▶ **INFORMATION**:
- Opening Delimiter -
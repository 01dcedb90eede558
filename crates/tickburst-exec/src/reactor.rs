//! Non-blocking HTTP dispatch reactor.
//!
//! Many tasks may register signed requests concurrently; one dedicated
//! reactor task drives every in-flight transfer. The in-flight gauge is
//! published through a `watch` channel: registration bumps it *before*
//! handing the job to the reactor, so a drain waiter can never observe a
//! missed registration, and `drain_wait` re-checks the count on every
//! wakeup (no spurious-wakeup hazard).

use crate::error::{ExecError, ExecResult};
use futures_util::stream::FuturesUnordered;
use futures_util::StreamExt;
use std::sync::Arc;
use tickburst_core::{HttpMethod, SignedRequest};
use tokio::sync::{mpsc, oneshot, watch};
use tokio::task::JoinHandle;
use tracing::{debug, trace, warn};

/// Final state of one registered transfer.
#[derive(Debug, Clone)]
pub enum RequestOutcome {
    /// The exchange answered; carries the HTTP status code. A non-2xx
    /// status still counts as a completed transfer for drain purposes.
    Completed { status: u16 },
    /// Transport-level failure. Also counts toward drain.
    TransportFailed { error: String },
}

impl RequestOutcome {
    /// True when the exchange answered with a 2xx status.
    #[must_use]
    pub fn is_success(&self) -> bool {
        matches!(self, Self::Completed { status } if (200..300).contains(status))
    }
}

/// Handle to one in-flight transfer.
///
/// Held from registration until after the drain that covers the transfer;
/// dropping the handle releases its resources on every exit path. Once
/// `drain_wait` has returned, the outcome slot is guaranteed filled.
#[derive(Debug)]
pub struct InFlightHandle {
    correlation_id: Option<u32>,
    outcome_rx: oneshot::Receiver<RequestOutcome>,
}

impl InFlightHandle {
    /// Client order id echoed from the request, if any.
    #[must_use]
    pub fn correlation_id(&self) -> Option<u32> {
        self.correlation_id
    }

    /// Consume the handle and take the outcome without blocking.
    ///
    /// Returns `None` if the transfer has not completed yet; after a
    /// covering `drain_wait` this always returns `Some`.
    pub fn into_outcome(mut self) -> Option<RequestOutcome> {
        self.outcome_rx.try_recv().ok()
    }

    /// Consume the handle and wait for the outcome.
    pub async fn outcome(self) -> Option<RequestOutcome> {
        self.outcome_rx.await.ok()
    }
}

struct ReactorJob {
    request: reqwest::Request,
    outcome_tx: oneshot::Sender<RequestOutcome>,
}

/// Shared HTTP dispatch context.
///
/// Cheap to share behind an `Arc`; `register` is safe from any task.
pub struct RequestReactor {
    client: reqwest::Client,
    job_tx: mpsc::UnboundedSender<ReactorJob>,
    inflight_tx: Arc<watch::Sender<u32>>,
    inflight_rx: watch::Receiver<u32>,
}

impl RequestReactor {
    /// Start the reactor: build the shared client and spawn the dispatch
    /// task. The task exits once every reactor clone is dropped and the
    /// remaining transfers have finished.
    pub fn start() -> (Arc<Self>, JoinHandle<()>) {
        let client = reqwest::Client::new();
        let (job_tx, job_rx) = mpsc::unbounded_channel();
        let (inflight_tx, inflight_rx) = watch::channel(0u32);
        let inflight_tx = Arc::new(inflight_tx);

        let reactor = Arc::new(Self {
            client: client.clone(),
            job_tx,
            inflight_tx: Arc::clone(&inflight_tx),
            inflight_rx,
        });
        let task = tokio::spawn(reactor_loop(client, job_rx, inflight_tx));
        (reactor, task)
    }

    /// Register a signed request for dispatch.
    ///
    /// Builds the transport request, increments the in-flight gauge, and
    /// queues the transfer. Registration and the gauge increment are
    /// atomic with respect to drain waiters.
    pub fn register(&self, req: SignedRequest) -> ExecResult<InFlightHandle> {
        let request = self.build_transport_request(&req)?;
        let (outcome_tx, outcome_rx) = oneshot::channel();

        // Bump the gauge before queueing so a concurrent drain_wait cannot
        // slip through between enqueue and increment.
        self.inflight_tx.send_modify(|n| *n += 1);

        let job = ReactorJob {
            request,
            outcome_tx,
        };
        if self.job_tx.send(job).is_err() {
            self.inflight_tx.send_modify(|n| *n = n.saturating_sub(1));
            return Err(ExecError::ReactorUnavailable);
        }

        trace!(correlation_id = ?req.correlation_id, "Transfer registered");
        Ok(InFlightHandle {
            correlation_id: req.correlation_id,
            outcome_rx,
        })
    }

    /// Block the caller until the in-flight count reaches zero.
    ///
    /// Never returns while the count is nonzero. There is no per-request
    /// timeout: a hung transfer blocks drain indefinitely.
    pub async fn drain_wait(&self) {
        let mut rx = self.inflight_rx.clone();
        // The sender lives in self, so the channel cannot close under us.
        let _ = rx.wait_for(|&n| n == 0).await;
        debug!("Reactor drained");
    }

    /// Current in-flight transfer count.
    #[must_use]
    pub fn in_flight(&self) -> u32 {
        *self.inflight_rx.borrow()
    }

    fn build_transport_request(&self, req: &SignedRequest) -> ExecResult<reqwest::Request> {
        let method = match req.method {
            HttpMethod::Get => reqwest::Method::GET,
            HttpMethod::Post => reqwest::Method::POST,
            HttpMethod::Put => reqwest::Method::PUT,
            HttpMethod::Delete => reqwest::Method::DELETE,
        };
        let url = reqwest::Url::parse(&req.url)
            .map_err(|e| ExecError::InvalidRequest(format!("bad url: {e}")))?;

        let mut builder = self.client.request(method, url);
        for (key, value) in &req.headers {
            builder = builder.header(key, value);
        }
        builder
            .build()
            .map_err(|e| ExecError::InvalidRequest(e.to_string()))
    }
}

/// Dedicated dispatch loop.
///
/// Parks on the job channel while nothing is in flight; once at least one
/// transfer is registered, drives all of them concurrently while still
/// accepting new registrations, until the set empties again.
async fn reactor_loop(
    client: reqwest::Client,
    mut job_rx: mpsc::UnboundedReceiver<ReactorJob>,
    inflight_tx: Arc<watch::Sender<u32>>,
) {
    let mut in_flight = FuturesUnordered::new();
    let mut closed = false;

    loop {
        tokio::select! {
            job = job_rx.recv(), if !closed => {
                match job {
                    Some(job) => {
                        in_flight.push(dispatch(client.clone(), Arc::clone(&inflight_tx), job));
                    }
                    None => closed = true,
                }
            }
            Some(()) = in_flight.next() => {}
            else => break,
        }
    }
    debug!("Reactor loop finished");
}

/// Drive one transfer to completion, fulfil its outcome slot, and only
/// then decrement the gauge — so every outcome is observable by the time
/// a covering drain returns.
async fn dispatch(
    client: reqwest::Client,
    inflight_tx: Arc<watch::Sender<u32>>,
    job: ReactorJob,
) {
    let outcome = match client.execute(job.request).await {
        Ok(response) => {
            let status = response.status().as_u16();
            // The body is not interesting; consume it to finish the transfer.
            let _ = response.bytes().await;
            RequestOutcome::Completed { status }
        }
        Err(e) => {
            warn!(error = %e, "Transfer failed at transport level");
            RequestOutcome::TransportFailed {
                error: e.to_string(),
            }
        }
    };

    // The handle may already have been dropped; that is a valid release.
    let _ = job.outcome_tx.send(outcome);
    inflight_tx.send_modify(|n| *n = n.saturating_sub(1));
}

#[cfg(test)]
mod tests {
    use super::*;

    /// A request that fails fast with a transport error (nothing listens
    /// on the discard port).
    fn unroutable_request(correlation_id: Option<u32>) -> SignedRequest {
        SignedRequest {
            method: HttpMethod::Post,
            url: "http://127.0.0.1:9/v1/order?x=1&signature=aa".to_string(),
            headers: vec![("X-MBX-APIKEY".to_string(), "key".to_string())],
            correlation_id,
        }
    }

    #[tokio::test]
    async fn test_drain_on_idle_reactor_returns_immediately() {
        let (reactor, _task) = RequestReactor::start();
        assert_eq!(reactor.in_flight(), 0);
        reactor.drain_wait().await;
    }

    #[tokio::test]
    async fn test_register_increments_and_drain_waits_for_zero() {
        let (reactor, _task) = RequestReactor::start();

        let handle = reactor.register(unroutable_request(Some(7))).unwrap();
        assert_eq!(handle.correlation_id(), Some(7));

        reactor.drain_wait().await;
        assert_eq!(reactor.in_flight(), 0);

        let outcome = handle.into_outcome().expect("outcome filled after drain");
        assert!(matches!(outcome, RequestOutcome::TransportFailed { .. }));
    }

    #[tokio::test]
    async fn test_concurrent_registrations_all_observed() {
        const R: usize = 40;
        let (reactor, _task) = RequestReactor::start();

        let mut joins = Vec::new();
        for i in 0..R {
            let reactor = Arc::clone(&reactor);
            joins.push(tokio::spawn(async move {
                reactor.register(unroutable_request(Some(i as u32))).unwrap()
            }));
        }

        let mut handles = Vec::new();
        for join in joins {
            handles.push(join.await.expect("registration task"));
        }
        assert_eq!(handles.len(), R);

        reactor.drain_wait().await;
        assert_eq!(reactor.in_flight(), 0);

        // Exactly R transfers ran: every handle has a filled outcome slot.
        let outcomes: Vec<_> = handles
            .into_iter()
            .map(|h| h.into_outcome().expect("outcome after drain"))
            .collect();
        assert_eq!(outcomes.len(), R);
    }

    #[tokio::test]
    async fn test_bad_url_is_rejected_without_registration() {
        let (reactor, _task) = RequestReactor::start();
        let mut req = unroutable_request(None);
        req.url = "not a url".to_string();

        let err = reactor.register(req).unwrap_err();
        assert!(matches!(err, ExecError::InvalidRequest(_)));
        assert_eq!(reactor.in_flight(), 0);
    }

    #[tokio::test]
    async fn test_dropping_handle_early_is_a_valid_release() {
        let (reactor, _task) = RequestReactor::start();
        drop(reactor.register(unroutable_request(None)).unwrap());
        // The transfer still runs and the gauge still drains.
        reactor.drain_wait().await;
        assert_eq!(reactor.in_flight(), 0);
    }

    #[test]
    fn test_outcome_success_classification() {
        assert!(RequestOutcome::Completed { status: 200 }.is_success());
        assert!(!RequestOutcome::Completed { status: 404 }.is_success());
        assert!(!RequestOutcome::TransportFailed {
            error: "refused".to_string()
        }
        .is_success());
    }
}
- Closing Delimiter -
▶ **WHAT YOU HAVE TO DO**: Please give back, exactly as it stands above, the stretch from the line with "bumps it *before*" through the line with "use std::sync::Arc;", and no line outside it.

▶ **RESULT**:
//! published through a `watch` channel: registration bumps it *before*
//! handing the job to the reactor, so a drain waiter can never observe a
//! missed registration, and `drain_wait` re-checks the count on every
//! wakeup (no spurious-wakeup hazard).

use crate::error::{ExecError, ExecResult};
use futures_util::stream::FuturesUnordered;
use futures_util::StreamExt;
use std::sync::Arc;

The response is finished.